//! Ballistic shells.
//!
//! A shell is a sphere registered with the [`PhysicsWorld`]. It never moves
//! itself: the world writes its transform through
//! [`Shell::set_world_transform`] after every substep, and the shell only
//! counts its age. Once the age reaches the shell's lifetime it deregisters
//! its body and reports one explosion at its last written position.
//!
//! ```text
//! Flying --age >= lifetime--> Exploding --cluster built--> Destroyed
//! ```

use glam::{Mat4, Vec3};
use rand::RngCore;

use crate::config::Config;
use crate::error::PhysicsError;
use crate::physics::{BodyHandle, PhysicsWorld, SphereBody, Transform};
use crate::random::{randf, sample};

/// Where a shell is in its life.
#[derive(Debug, Clone, Copy, PartialEq, Eq)]
pub enum ShellState {
    Flying,
    Exploding,
    Destroyed,
}

/// Launch parameters for one shell.
#[derive(Debug, Clone, Copy)]
pub struct ShellLaunch {
    pub origin: Vec3,
    pub impulse: Vec3,
    pub lifetime: f32,
    pub radius: f32,
    pub mass: f32,
}

impl ShellLaunch {
    /// Random pad position and upward-biased impulse from the config.
    pub fn random(config: &Config, rng: &mut dyn RngCore) -> Self {
        let area = config.launch_area;
        let spread = config.launch_spread;
        Self {
            origin: Vec3::new(randf(rng, -area, area), 0.0, randf(rng, -area, area)),
            impulse: Vec3::new(
                randf(rng, -spread, spread),
                sample(rng, &config.launch_speed),
                randf(rng, -spread, spread),
            ),
            lifetime: sample(rng, &config.shell_lifetime),
            radius: config.shell_radius,
            mass: config.shell_mass,
        }
    }
}

#[derive(Debug)]
pub struct Shell {
    body: Option<BodyHandle>,
    transform: Transform,
    radius: f32,
    age: f32,
    lifetime: f32,
    state: ShellState,
}

impl Shell {
    /// Register a body and fire it.
    pub fn launch(world: &mut PhysicsWorld, launch: ShellLaunch) -> Result<Self, PhysicsError> {
        let body = world.add_sphere(SphereBody::new(launch.origin, launch.radius, launch.mass))?;
        if let Err(e) = world.apply_central_impulse(body, launch.impulse) {
            let _ = world.remove_body(body);
            return Err(e);
        }
        log::trace!(
            "Shell launched from {} with impulse {} for {:.2}s",
            launch.origin,
            launch.impulse,
            launch.lifetime
        );
        Ok(Self {
            body: Some(body),
            transform: Transform::from_translation(launch.origin),
            radius: launch.radius,
            age: 0.0,
            lifetime: launch.lifetime,
            state: ShellState::Flying,
        })
    }

    /// Registered physics body, until the shell explodes.
    #[inline]
    pub fn body(&self) -> Option<BodyHandle> {
        self.body
    }

    #[inline]
    pub fn state(&self) -> ShellState {
        self.state
    }

    #[inline]
    pub fn age(&self) -> f32 {
        self.age
    }

    #[inline]
    pub fn lifetime(&self) -> f32 {
        self.lifetime
    }

    #[inline]
    pub fn radius(&self) -> f32 {
        self.radius
    }

    /// Motion-state read.
    #[inline]
    pub fn world_transform(&self) -> Transform {
        self.transform
    }

    #[inline]
    pub fn position(&self) -> Vec3 {
        self.transform.translation
    }

    /// Motion-state write. The only way a shell moves.
    pub fn set_world_transform(&mut self, transform: &Transform) {
        if self.state == ShellState::Flying {
            self.transform = *transform;
        }
    }

    /// Model matrix of the stand-in mesh.
    pub fn model_matrix(&self) -> Mat4 {
        Mat4::from_scale_rotation_translation(
            Vec3::splat(self.radius),
            self.transform.rotation,
            self.transform.translation,
        )
    }

    /// Age a flying shell.
    ///
    /// Returns the explosion origin on the call that ends the flight, and
    /// `None` on every other call, including all calls after it.
    pub fn advance(&mut self, dt: f32, world: &mut PhysicsWorld) -> Option<Vec3> {
        if self.state != ShellState::Flying {
            return None;
        }
        self.age += dt;
        if self.age < self.lifetime {
            return None;
        }

        self.state = ShellState::Exploding;
        if let Some(body) = self.body.take() {
            if let Err(e) = world.remove_body(body) {
                log::warn!("Exploding shell had no body to remove: {}", e);
            }
        }
        log::trace!("Shell exploding at {} after {:.2}s", self.position(), self.age);
        Some(self.transform.translation)
    }

    /// Finish the explosion once its cluster exists.
    pub fn destroy(&mut self) {
        self.state = ShellState::Destroyed;
    }
}

#[cfg(test)]
mod tests {
    use super::*;
    use crate::physics::StepListener;

    const G: Vec3 = Vec3::new(0.0, -9.806, 0.0);

    fn world() -> PhysicsWorld {
        PhysicsWorld::new(G, 1.0 / 120.0, 8, 64).unwrap()
    }

    fn straight_up(lifetime: f32) -> ShellLaunch {
        ShellLaunch {
            origin: Vec3::ZERO,
            impulse: Vec3::new(0.0, 70.0, 0.0),
            lifetime,
            radius: 1.0,
            mass: 1.0,
        }
    }

    struct One<'a> {
        shell: &'a mut Shell,
        explosions: Vec<Vec3>,
    }

    impl StepListener for One<'_> {
        fn set_world_transform(&mut self, body: BodyHandle, transform: &Transform) {
            if self.shell.body() == Some(body) {
                self.shell.set_world_transform(transform);
            }
        }

        fn substep(&mut self, world: &mut PhysicsWorld, dt: f32) {
            if let Some(origin) = self.shell.advance(dt, world) {
                self.explosions.push(origin);
                self.shell.destroy();
            }
        }
    }

    #[test]
    fn test_launch_registers_body() {
        let mut world = world();
        let shell = Shell::launch(&mut world, straight_up(1.0)).unwrap();
        assert_eq!(world.body_count(), 1);
        assert_eq!(world.linear_velocity(shell.body().unwrap()), Some(Vec3::new(0.0, 70.0, 0.0)));
        assert_eq!(shell.state(), ShellState::Flying);
    }

    #[test]
    fn test_explodes_exactly_once() {
        let mut world = world();
        let mut shell = Shell::launch(&mut world, straight_up(0.5)).unwrap();
        let mut listener = One {
            shell: &mut shell,
            explosions: Vec::new(),
        };
        // Two simulated seconds, far past the lifetime
        for _ in 0..120 {
            world.step(1.0 / 60.0, &mut listener);
        }
        assert_eq!(listener.explosions.len(), 1);
        let origin = listener.explosions[0];
        assert_eq!(shell.state(), ShellState::Destroyed);
        assert_eq!(shell.body(), None);
        assert_eq!(world.body_count(), 0);

        // The explosion happens where the body was last written
        let t = shell.age();
        let expected = Vec3::new(0.0, 70.0, 0.0) * t + 0.5 * G * t * t;
        assert!((origin - expected).length() < 0.05, "{} vs {}", origin, expected);
        assert_eq!(origin, shell.position());
    }

    #[test]
    fn test_advance_after_explosion_is_noop() {
        let mut world = world();
        let mut shell = Shell::launch(&mut world, straight_up(0.1)).unwrap();
        assert!(shell.advance(0.2, &mut world).is_some());
        assert!(shell.advance(0.2, &mut world).is_none());
        assert!(shell.advance(10.0, &mut world).is_none());
        assert_eq!(shell.state(), ShellState::Exploding);
    }

    #[test]
    fn test_transform_frozen_after_flight() {
        let mut world = world();
        let mut shell = Shell::launch(&mut world, straight_up(0.1)).unwrap();
        shell.advance(0.2, &mut world);
        shell.set_world_transform(&Transform::from_translation(Vec3::splat(99.0)));
        assert_eq!(shell.position(), Vec3::ZERO);
    }

    #[test]
    fn test_full_world_is_an_error() {
        let mut world = PhysicsWorld::new(G, 0.01, 1, 1).unwrap();
        Shell::launch(&mut world, straight_up(1.0)).unwrap();
        assert_eq!(
            Shell::launch(&mut world, straight_up(1.0)).unwrap_err(),
            PhysicsError::CapacityExhausted(1)
        );
    }

    #[test]
    fn test_random_launch_respects_config() {
        use rand::rngs::StdRng;
        use rand::SeedableRng;

        let config = Config::default();
        let mut rng = StdRng::seed_from_u64(21);
        for _ in 0..100 {
            let launch = ShellLaunch::random(&config, &mut rng);
            assert!(launch.origin.x.abs() <= config.launch_area);
            assert_eq!(launch.origin.y, 0.0);
            assert!(config.launch_speed.contains(&launch.impulse.y));
            assert!(launch.impulse.z.abs() <= config.launch_spread);
            assert!(config.shell_lifetime.contains(&launch.lifetime));
        }
    }
}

**Task goal**
Look back at the data above. Transcribe exactly the lines starting at the line that contains "use crate::error::PhysicsError;" and ending at the line that contains "Err(e) = world.apply_central_impulse(body, launch.impulse)".

**Exercise response**
use crate::error::PhysicsError;
use crate::physics::{BodyHandle, PhysicsWorld, SphereBody, Transform};
use crate::random::{randf, sample};

/// Where a shell is in its life.
#[derive(Debug, Clone, Copy, PartialEq, Eq)]
pub enum ShellState {
    Flying,
    Exploding,
    Destroyed,
}

/// Launch parameters for one shell.
#[derive(Debug, Clone, Copy)]
pub struct ShellLaunch {
    pub origin: Vec3,
    pub impulse: Vec3,
    pub lifetime: f32,
    pub radius: f32,
    pub mass: f32,
}

impl ShellLaunch {
    /// Random pad position and upward-biased impulse from the config.
    pub fn random(config: &Config, rng: &mut dyn RngCore) -> Self {
        let area = config.launch_area;
        let spread = config.launch_spread;
        Self {
            origin: Vec3::new(randf(rng, -area, area), 0.0, randf(rng, -area, area)),
            impulse: Vec3::new(
                randf(rng, -spread, spread),
                sample(rng, &config.launch_speed),
                randf(rng, -spread, spread),
            ),
            lifetime: sample(rng, &config.shell_lifetime),
            radius: config.shell_radius,
            mass: config.shell_mass,
        }
    }
}

#[derive(Debug)]
pub struct Shell {
    body: Option<BodyHandle>,
    transform: Transform,
    radius: f32,
    age: f32,
    lifetime: f32,
    state: ShellState,
}

impl Shell {
    /// Register a body and fire it.
    pub fn launch(world: &mut PhysicsWorld, launch: ShellLaunch) -> Result<Self, PhysicsError> {
        let body = world.add_sphere(SphereBody::new(launch.origin, launch.radius, launch.mass))?;
        if let Err(e) = world.apply_central_impulse(body, launch.impulse) {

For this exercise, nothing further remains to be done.